The 18 groups met for six months. Along the way, two major unions pulled away, but other groups representing seniors, businesses, nurses, drug makers and patients kept talking.
“What the agreement tries to do is achieve a balance for coverage expansion through the two key pillars of health care today,” said Ron Pollack, executive director of Families USA, a liberal advocacy group that stayed in the talks. “One is employer-sponsored private coverage and the other is safety-net coverage.”
Other participants included the National Federation of Independent Business and the health insurance industry, who were instrumental in sinking the last attempt at a health care overhaul in the 1990s. Also in the talks were staunch supporters of guaranteed coverage for all, such as AARP and the American Cancer Society Cancer Action Network.
The Service Employees International Union and the American Federation of State, County and Municipal Employees took part but didn’t sign on to the agreement because some of their concerns could not be satisfied.
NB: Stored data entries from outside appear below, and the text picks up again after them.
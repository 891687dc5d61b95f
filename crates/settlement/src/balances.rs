use std::collections::BTreeMap;

use serde::{Deserialize, Serialize};

use splitledger_core::{LedgerError, LedgerResult, Money, UserId, ValueObject};
use splitledger_ledger::BalanceSheet;

/// One settling payment: `from` pays `to` the `amount`.
#[derive(Debug, Copy, Clone, PartialEq, Eq, Hash, Serialize, Deserialize)]
pub struct Transaction {
    pub from: UserId,
    pub to: UserId,
    pub amount: Money,
}

impl ValueObject for Transaction {}

impl Transaction {
    pub fn new(from: UserId, to: UserId, amount: Money) -> Self {
        Self { from, to, amount }
    }
}

impl core::fmt::Display for Transaction {
    fn fmt(&self, f: &mut core::fmt::Formatter<'_>) -> core::fmt::Result {
        write!(f, "{} pays {} {}", self.from, self.to, self.amount)
    }
}

/// Snapshot of per-user net balances: negative = owes, positive = is owed.
///
/// Zero balances are dropped on construction, every balance is within `±i64::MAX`
/// cents, and the snapshot always sums to zero.
#[derive(Debug, Clone, Default, PartialEq, Eq, Serialize)]
pub struct NetBalances {
    balances: BTreeMap<UserId, Money>,
}

impl NetBalances {
    pub fn new(balances: impl IntoIterator<Item = (UserId, Money)>) -> LedgerResult<Self> {
        let mut net: BTreeMap<UserId, Money> = BTreeMap::new();
        for (user, amount) in balances {
            let entry = net.entry(user).or_insert(Money::ZERO);
            *entry = entry.checked_add(amount)?;
        }
        net.retain(|_, amount| !amount.is_zero());

        let total: i128 = net.values().map(|amount| amount.wide()).sum();
        if total != 0 {
            return Err(LedgerError::Unbalanced(Money::saturating_from_wide(total)));
        }

        Ok(Self { balances: net })
    }

    /// Snapshot the current net positions of a balance sheet.
    pub fn from_sheet(sheet: &BalanceSheet) -> LedgerResult<Self> {
        Self::new(sheet.net_balances())
    }

    /// Number of non-zero balances.
    pub fn len(&self) -> usize {
        self.balances.len()
    }

    pub fn is_empty(&self) -> bool {
        self.balances.is_empty()
    }

    pub fn get(&self, user: UserId) -> Money {
        self.balances.get(&user).copied().unwrap_or(Money::ZERO)
    }

    pub fn iter(&self) -> impl Iterator<Item = (UserId, Money)> + '_ {
        self.balances.iter().map(|(&u, &m)| (u, m))
    }

    /// Non-zero balances in ascending user order.
    pub fn entries(&self) -> Vec<(UserId, Money)> {
        self.iter().collect()
    }

    /// Balances left after executing `transactions`; an empty map means fully settled.
    pub fn apply_transactions(&self, transactions: &[Transaction]) -> LedgerResult<BTreeMap<UserId, Money>> {
        let mut residual = self.balances.clone();
        for tx in transactions {
            let from = residual.entry(tx.from).or_insert(Money::ZERO);
            *from = from.checked_add(tx.amount)?;
            let to = residual.entry(tx.to).or_insert(Money::ZERO);
            *to = to.checked_sub(tx.amount)?;
        }
        residual.retain(|_, amount| !amount.is_zero());
        Ok(residual)
    }

    pub fn is_settled_by(&self, transactions: &[Transaction]) -> bool {
        self.apply_transactions(transactions)
            .map(|residual| residual.is_empty())
            .unwrap_or(false)
    }
}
That underscored the difficulty of getting a health care compromise.
The groups all but endorsed a requirement that every American obtain health insurance. While their agreement avoided the politically loaded term “individual mandate,” it said Congress should “enact reforms necessary so that all individuals will purchase or obtain quality, affordable health insurance.” They avoided the issue of requiring employers to help pay premiums.
The agreement called for a two-prong strategy to cover the estimated 48 million uninsured. First, the Medicaid program should be expanded to cover all adults earning up to the federal poverty level, about $22,000 for a family of four. Then, subsidies or tax credits should be offered to help the middle class.
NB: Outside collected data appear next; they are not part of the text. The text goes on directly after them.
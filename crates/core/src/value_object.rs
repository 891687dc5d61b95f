//! Value objects: compared by what they hold, never by identity.
//!
//! `Money`, `Percent` and settlement `Transaction`s are value objects; two transfers
//! of 22.00 from Charlie to Alice are the same transfer.

/// Marker trait for small, immutable values.
///
/// Value objects are `Copy`: "changing" one means computing a new one
/// (`a + b`, `pct.of(amount)`), so they can be handed across threads and stored in
/// snapshots freely.
///
/// ```ignore
/// let a = Money::from_cents(2200);
/// let b = "22.00".parse::<Money>()?;
/// assert_eq!(a, b);
/// ```
pub trait ValueObject: Copy + Eq + core::fmt::Debug {}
“I think what this document represents are some tough choices and some very tough consensus,” said Mary Grealy, president of the Healthcare Leadership Council, which represents the medical industry. “It tells Congress: here are some very important components for health care reform that you can now be assured have widespread agreement.”
The groups decided to sidestep the issue of whether to create a government insurance plan to compete with private companies. Many Democrats see that as an essential element of any final compromise. The insurance industry considers it a deal breaker.
The agreement also failed to spell out how to pay for expanded coverage in what is already the world’s costliest health care system. The options lawmakers are considering include taxing some health insurance benefits and limiting tax deductions for high earners, both seen as highly controversial. Independent estimates of the costs range as high as $1.5 trillion over 10 years.
But the agreement did acknowledge that hospitals, doctors, drug companies, insurers and other major elements of the health care system must become more efficient and less wasteful.
The groups will continue to meet as Congress moves ahead on legislation. Their support could prove decisive if a viable compromise does emerge, much as AARP’s backing helped ensure passage of the Medicare prescription drug benefit.